■ Exercise goal
Your output must be the line containing "must match exactly." followed by every later line in the entries below, all copied exactly.

■ Provided records
//! Password rules for the signup and login forms.
//!
//! A password is accepted when it is 8 to 20 characters long, contains no
//! whitespace, and has at least one letter, one digit and one special
//! character.
//!
//! ```
//! use ledger_navigator::validation::{validate_password, PasswordError};
//!
//! assert!(validate_password("ledger#2024").is_ok());
//! assert_eq!(validate_password("short1!"), Err(PasswordError::TooShort { min: 8 }));
//! ```

use thiserror::Error;

pub const MIN_PASSWORD_LEN: usize = 8;
pub const MAX_PASSWORD_LEN: usize = 20;

/// First rule a password breaks.
#[derive(Debug, Clone, Copy, PartialEq, Eq, Error)]
pub enum PasswordError {
    #[error("password must be at least {min} characters")]
    TooShort { min: usize },
    #[error("password must be at most {max} characters")]
    TooLong { max: usize },
    #[error("password must not contain spaces")]
    Whitespace,
    #[error("password must contain a letter")]
    MissingLetter,
    #[error("password must contain a number")]
    MissingDigit,
    #[error("password must contain a special character")]
    MissingSpecial,
}

/// Check a password against the signup rules.
pub fn validate_password(password: &str) -> Result<(), PasswordError> {
    let len = password.chars().count();
    if len < MIN_PASSWORD_LEN {
        return Err(PasswordError::TooShort {
            min: MIN_PASSWORD_LEN,
        });
    }
    if len > MAX_PASSWORD_LEN {
        return Err(PasswordError::TooLong {
            max: MAX_PASSWORD_LEN,
        });
    }
    if password.chars().any(char::is_whitespace) {
        return Err(PasswordError::Whitespace);
    }
    if !password.chars().any(char::is_alphabetic) {
        return Err(PasswordError::MissingLetter);
    }
    if !password.chars().any(|c| c.is_ascii_digit()) {
        return Err(PasswordError::MissingDigit);
    }
    if !password.chars().any(is_special) {
        return Err(PasswordError::MissingSpecial);
    }
    Ok(())
}

fn is_special(c: char) -> bool {
    c.is_ascii_punctuation()
}

/// Rough strength shown under the password field.
#[derive(Debug, Clone, Copy, PartialEq, Eq, PartialOrd, Ord)]
pub enum PasswordStrength {
    Weak,
    Medium,
    Strong,
}

/// Score a password by length and character variety.
pub fn password_strength(password: &str) -> PasswordStrength {
    let classes = [
        password.chars().any(|c| c.is_ascii_lowercase()),
        password.chars().any(|c| c.is_ascii_uppercase()),
        password.chars().any(|c| c.is_ascii_digit()),
        password.chars().any(is_special),
    ]
    .into_iter()
    .filter(|present| *present)
    .count();
    let len = password.chars().count();

    if validate_password(password).is_err() || classes < 3 {
        PasswordStrength::Weak
    } else if classes == 4 && len >= 12 {
        PasswordStrength::Strong
    } else {
        PasswordStrength::Medium
    }
}

/// Confirmation field must match exactly.
pub fn passwords_match(password: &str, confirm: &str) -> bool {
    !password.is_empty() && password == confirm
}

■ Expected output
/// Confirmation field must match exactly.
pub fn passwords_match(password: &str, confirm: &str) -> bool {
    !password.is_empty() && password == confirm
}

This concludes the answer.